All the snackers in the house, get your hands rolling for some Khandvi, which is not only light but handy!
|Besan||1 Cup (16 tbs)|
|Turmeric powder||1/4 Teaspoon|
|Lemon juice||3 Drop|
|Fresh curd||1 Cup (16 tbs)|
|Water||1 Cup (16 tbs) (use as required)|
|Mustard seeds||1 Teaspoon|
|Grated coconut||2 Tablespoon|
|Coriander||2 Tablespoon , finely chopped|
1. Grease the thali with little ghee and set aside.
2. Combine the besan, hing, turmeric, ginger-chilli paste, lemon juice, curds and mix well. Add in salt and water so make a smooth batter in a bowl.
3. Cook on a slow flame, while stirring continuously till it becomes thick.
4. Spread a spoonful of the batter on the greased thali and wait for a few seconds and try to roll up. If it doesn't, then cook for a few more minutes, and check once more till done.
While the batter is still hot spread it evenly on the thali with a spatula.
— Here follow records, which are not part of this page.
// Death/respawn transition: alive -> dead -> alive within a single tick.

use crate::domain::state::{PickupSnapshot, PlayerSnapshot, SimPickup, SimPlayer};
use crate::domain::tuning::Tuning;
use crate::domain::world::SimEvent;
use rand::rngs::StdRng;
use tracing::info;

/// Display multiplier derived from a killer's streak. Step function only;
/// it never feeds back into currency math.
pub fn bounty_multiplier(streak: u32) -> f32 {
    match streak {
        0 => 1.0,
        1..=2 => 1.5,
        3..=4 => 2.0,
        _ => 3.0,
    }
}

/// Applies the full death transition for the player at `victim_idx`:
/// drops the victim's money as a pickup where they died, credits the killer's
/// streak if one is named and still connected, then overwrites the victim
/// record in place with a fresh spawn.
///
/// Kill streak, bounty multiplier and the input sequence watermark belong to
/// the connection rather than the life, so they carry over to the respawn.
pub fn kill_player(
    players: &mut [SimPlayer],
    victim_idx: usize,
    killer_id: Option<u64>,
    pickups: &mut Vec<SimPickup>,
    next_pickup_id: &mut u64,
    tuning: &Tuning,
    rng: &mut StdRng,
) -> SimEvent {
    let (drop_x, drop_y, amount) = {
        let v = &players[victim_idx];
        (v.x, v.y, v.money)
    };
    let pickup = SimPickup {
        id: *next_pickup_id,
        x: drop_x,
        y: drop_y,
        radius: tuning.pickup.radius,
        amount,
    };
    *next_pickup_id = next_pickup_id.wrapping_add(1);
    let pickup_snapshot = PickupSnapshot::from(&pickup);
    pickups.push(pickup);

    if let Some(killer) = killer_id {
        if let Some(k) = players.iter_mut().find(|p| p.id == killer) {
            k.kill_streak += 1;
            k.bounty_multiplier = bounty_multiplier(k.kill_streak);
        }
    }

    let victim = &players[victim_idx];
    let victim_id = victim.id;
    let (streak, multiplier, last_seq) =
        (victim.kill_streak, victim.bounty_multiplier, victim.last_seq);

    let mut fresh = SimPlayer::spawn(victim_id, &tuning.world, &tuning.player, rng);
    fresh.kill_streak = streak;
    fresh.bounty_multiplier = multiplier;
    fresh.last_seq = last_seq;
    let respawn = PlayerSnapshot::from(&fresh);
    players[victim_idx] = fresh;

    info!(victim_id, killer_id, dropped = amount, "player died");

    SimEvent::PlayerDied {
        victim_id,
        killer_id,
        pickup: pickup_snapshot,
        respawn,
    }
}

#[cfg(test)]
mod tests {
    use super::*;
    use crate::domain::state::SimPlayer;
    use rand::SeedableRng;

    fn fixture(ids: &[u64]) -> (Vec<SimPlayer>, Tuning, StdRng) {
        let tuning = Tuning::default();
        let mut rng = StdRng::seed_from_u64(42);
        let players = ids
            .iter()
            .map(|&id| SimPlayer::spawn(id, &tuning.world, &tuning.player, &mut rng))
            .collect();
        (players, tuning, rng)
    }

    #[test]
    fn bounty_step_function_boundaries() {
        assert_eq!(bounty_multiplier(0), 1.0);
        assert_eq!(bounty_multiplier(1), 1.5);
        assert_eq!(bounty_multiplier(2), 1.5);
        assert_eq!(bounty_multiplier(3), 2.0);
        assert_eq!(bounty_multiplier(4), 2.0);
        assert_eq!(bounty_multiplier(5), 3.0);
        assert_eq!(bounty_multiplier(40), 3.0);
    }

    #[test]
    fn dropped_pickup_carries_full_money() {
        let (mut players, tuning, mut rng) = fixture(&[1, 2]);
        players[0].money = 87.5;
        let mut pickups = Vec::new();
        let mut next_id = 1;

        let ev = kill_player(
            &mut players,
            0,
            Some(2),
            &mut pickups,
            &mut next_id,
            &tuning,
            &mut rng,
        );

        assert_eq!(pickups.len(), 1);
        assert_eq!(pickups[0].amount, 87.5);
        match ev {
            SimEvent::PlayerDied {
                victim_id,
                killer_id,
                pickup,
                respawn,
            } => {
                assert_eq!(victim_id, 1);
                assert_eq!(killer_id, Some(2));
                assert_eq!(pickup.amount, 87.5);
                assert_eq!(respawn.money, tuning.player.starting_money);
                assert!(respawn.invulnerable);
            }
            other => panic!("unexpected event: {other:?}"),
        }
    }

    #[test]
    fn killer_streak_increments_and_derives_multiplier() {
        let (mut players, tuning, mut rng) = fixture(&[1, 2]);
        let mut pickups = Vec::new();
        let mut next_id = 1;

        for expected in [(1, 1.5), (2, 1.5), (3, 2.0), (4, 2.0), (5, 3.0)] {
            kill_player(
                &mut players,
                0,
                Some(2),
                &mut pickups,
                &mut next_id,
                &tuning,
                &mut rng,
            );
            let killer = players.iter().find(|p| p.id == 2).unwrap();
            assert_eq!(killer.kill_streak, expected.0);
            assert_eq!(killer.bounty_multiplier, expected.1);
        }
    }

    #[test]
    fn victim_streak_survives_own_death() {
        let (mut players, tuning, mut rng) = fixture(&[1, 2]);
        players[0].kill_streak = 4;
        players[0].bounty_multiplier = bounty_multiplier(4);
        let mut pickups = Vec::new();
        let mut next_id = 1;

        kill_player(
            &mut players,
            0,
            Some(2),
            &mut pickups,
            &mut next_id,
            &tuning,
            &mut rng,
        );

        assert_eq!(players[0].kill_streak, 4);
        assert_eq!(players[0].bounty_multiplier, 2.0);
        // Everything else is reset.
        assert_eq!(players[0].money, tuning.player.starting_money);
        assert_eq!(players[0].energy, tuning.player.max_energy);
        assert!(players[0].invulnerable);
    }

    #[test]
    fn missing_killer_is_a_noop_credit() {
        let (mut players, tuning, mut rng) = fixture(&[1]);
        let mut pickups = Vec::new();
        let mut next_id = 1;

        // Killer id 99 is no longer in the live set; the kill still resolves.
        let ev = kill_player(
            &mut players,
            0,
            Some(99),
            &mut pickups,
            &mut next_id,
            &tuning,
            &mut rng,
        );
        assert!(matches!(ev, SimEvent::PlayerDied { .. }));
        assert_eq!(pickups.len(), 1);
    }
}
5. When cool, cut the khandvi on the thali lengthwise, into equal portions and roll each gently
6. For the garnish, just before serving heat the oil in a small non-stick pan and add the mustard seeds.
7. When the seeds crackle, add the asafoetida, curry leaves and sauté on a medium flame for a few seconds. Pour the tempering over the khandvis.
8. Serve immediately garnished with coconut, coriander and green chutney.